The more important lesson from this chapter, though, is that of God’s sovereignty over the nations.  Though the book of Daniel is more well known for directly addressing this, in God’s word we find the same truths taught in multiple places, the same teaching that affirms the unity of all scripture.  The Deuteronomy text especially points out that even nations of giants, those people especially gifted with physical strength, were defeated and no longer around.  The people of Israel needed to not fear the inhabitants of Canaan (as their parents of 40 years earlier, at Kadesh Barnea).  We likewise can learn from this: nations which appear as very strong and powerful, will yet topple.  It is God who raises up nations, and God who brings them down to ruin.
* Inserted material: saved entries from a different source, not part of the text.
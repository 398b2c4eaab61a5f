//! Reconciliation pipeline orchestrator
//!
//! # Stages
//! LOAD TENANTS → SCAN → LOAD REGISTRY → DIFF → SYNTHESIZE → GENERATE → PATCH → REPORT
//!
//! Each stage is a `phase_*` method in its own module. Stages record their
//! outcome in the [`RunSummary`] and hand their output to the next stage.
//! Only an unreadable tenant directory or an unwritable report directory
//! stops a run; every other failure is recorded and later stages carry on
//! with whatever input is still available.

use crate::error::{PipelineError, PipelineResult};
use crate::models::{RunSummary, StepStatus};
use crate::services::component_scanner::ComponentScanner;
use crate::services::report_writer::ReportWriter;
use crate::storage::{FsArtifactStore, FsRegistryStore};
use crate::types::{ArtifactStore, PageLayoutStore, RegistryStore, TenantDirectory};
use compreg_common::config::{PatcherConfig, PipelineConfig};
use std::collections::BTreeSet;
use std::path::PathBuf;
use std::sync::Arc;
use std::time::Instant;

mod phase_generating;
mod phase_patching;
mod phase_registry;
mod phase_scanning;
mod phase_synthesizing;

/// Stage names as they appear in the run summary
pub mod steps {
    pub const LOAD_TENANTS: &str = "load_tenants";
    pub const SCAN: &str = "scan";
    pub const LOAD_REGISTRY: &str = "load_registry";
    pub const DIFF: &str = "diff";
    pub const SYNTHESIZE: &str = "synthesize";
    pub const GENERATE: &str = "generate";
    pub const PATCH: &str = "patch";
    pub const WRITE_REPORTS: &str = "write_reports";
}

/// Per-run switches
#[derive(Debug, Clone, Default, PartialEq)]
pub struct RunOptions {
    /// Compute everything, write only the reports
    pub dry_run: bool,
    /// Scan only these tenant ids; empty means all
    pub tenant_filter: BTreeSet<String>,
}

/// Pipeline orchestrator service
pub struct PipelineOrchestrator {
    directory: Arc<dyn TenantDirectory>,
    scanner: ComponentScanner,
    registry: Arc<dyn RegistryStore>,
    artifacts: Arc<dyn ArtifactStore>,
    patcher_config: PatcherConfig,
    index_file: PathBuf,
    reports: ReportWriter,
    options: RunOptions,
}

impl PipelineOrchestrator {
    /// Orchestrator with filesystem stores laid out per `config.paths`
    pub fn new(
        directory: Arc<dyn TenantDirectory>,
        layouts: Arc<dyn PageLayoutStore>,
        config: &PipelineConfig,
        options: RunOptions,
    ) -> Self {
        let paths = &config.paths;
        Self {
            directory,
            scanner: ComponentScanner::new(layouts),
            registry: Arc::new(FsRegistryStore::new(paths.registry_dir())),
            artifacts: Arc::new(FsArtifactStore::new(paths.artifact_dir())),
            patcher_config: config.patcher.clone(),
            index_file: paths.index_file(),
            reports: ReportWriter::new(paths.reports_dir()),
            options,
        }
    }

    /// Replace the registry and artifact stores
    pub fn with_stores(mut self, registry: Arc<dyn RegistryStore>, artifacts: Arc<dyn ArtifactStore>) -> Self {
        self.registry = registry;
        self.artifacts = artifacts;
        self
    }

    /// Execute one full reconciliation run
    ///
    /// Returns the summary that was persisted. A fatal error is returned
    /// after a best-effort error-state summary has been written.
    pub async fn run(&self) -> PipelineResult<RunSummary> {
        let started = Instant::now();
        let mut summary = RunSummary::new(compreg_common::time::now());
        summary.results.dry_run = self.options.dry_run;

        tracing::info!(
            run_id = %summary.run_id,
            dry_run = self.options.dry_run,
            tenant_filter = self.options.tenant_filter.len(),
            "Starting reconciliation run"
        );

        let tenants = match self.phase_load_tenants(&mut summary).await {
            Ok(tenants) => tenants,
            Err(e) => return Err(self.abort(summary, started, e)),
        };

        let usage = self.phase_scanning(&tenants, &mut summary).await;

        let diff = match self.phase_load_registry(&mut summary) {
            Some(index) => Some(self.phase_diffing(&usage, &index, &mut summary)),
            None => {
                skip(&mut summary, steps::DIFF, "registry unavailable");
                None
            }
        };

        match diff {
            Some(diff) => {
                let descriptors = self.phase_synthesizing(&diff.missing, &mut summary);
                let identifiers = self.phase_generating(&descriptors, &mut summary);
                self.phase_patching(&identifiers, &mut summary);
            }
            None => {
                for step in [steps::SYNTHESIZE, steps::GENERATE, steps::PATCH] {
                    skip(&mut summary, step, "no diff available");
                }
            }
        }

        summary.completed = true;
        summary.duration = elapsed_ms(started);
        summary.record_step(
            steps::WRITE_REPORTS,
            StepStatus::Success,
            format!("reports in {}", self.reports.dir().display()),
            0,
        );
        self.reports.write(&summary).map_err(PipelineError::Reports)?;

        let r = &summary.results;
        tracing::info!(
            run_id = %summary.run_id,
            tenants_scanned = r.tenants_scanned,
            tenants_failed = r.tenants_failed,
            missing = r.missing_components.len(),
            unused = r.unused_components.len(),
            descriptors_created = r.descriptors.created,
            artifacts_created = r.artifacts.created,
            registry_entries = r.registry.new_entries,
            errors = summary.errors.len(),
            duration_ms = summary.duration,
            "Reconciliation run completed"
        );

        Ok(summary)
    }

    /// Persist an incomplete summary, then hand back the fatal error
    fn abort(&self, mut summary: RunSummary, started: Instant, error: PipelineError) -> PipelineError {
        tracing::error!(run_id = %summary.run_id, error = %error, "Reconciliation run aborted");

        summary.record_error(steps::LOAD_TENANTS, None, error.to_string());
        summary.completed = false;
        summary.duration = elapsed_ms(started);

        if let Err(e) = self.reports.write(&summary) {
            tracing::error!(error = %e, "Failed to persist error-state summary");
        }
        error
    }
}

fn elapsed_ms(since: Instant) -> u64 {
    u64::try_from(since.elapsed().as_millis()).unwrap_or(u64::MAX)
}

fn skip(summary: &mut RunSummary, step: &str, reason: &str) {
    tracing::info!(step, reason, "Stage skipped");
    summary.record_step(step, StepStatus::Skipped, reason, 0);
}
As Chantry well observed, as application for us, especially in reference to politics and government, in this (once again) U.S. election year:

The strength of men is meaningless in the face of divine sovereignty. Why did all of these nations fall? Because God said that it was time for them to do so…nations, just like men, live under the decree of God. We do NOT create our own future. Now that’s an important thing for us to contemplate in an election year, is it not? Because every candidate of every political stripe is going to sell that message one way or another. ‘We are going to create our future’, and they’re going to ask you, as a voter, ‘what sort of a future are we going to create?’ It’s a helpful thing for the Christian to sit back and say, no, no, we do not rule the future. God rules the future. God determines. Governments retain their power only so long as God permits. That’s not intended as a rabble-rousing statement. I’m not indicating that we or any other Christian ought to take up arms against the government. I’m merely observing a reality. It is a reality of scripture and a reality of history, that governments retain their power only so far as God permits. And when that power ends, it ends; and sometimes it ends with startling speed. We cannot put confidence in history. … We live under the decree of God, and God does with nations as He does with men. He does whatsoever He wills.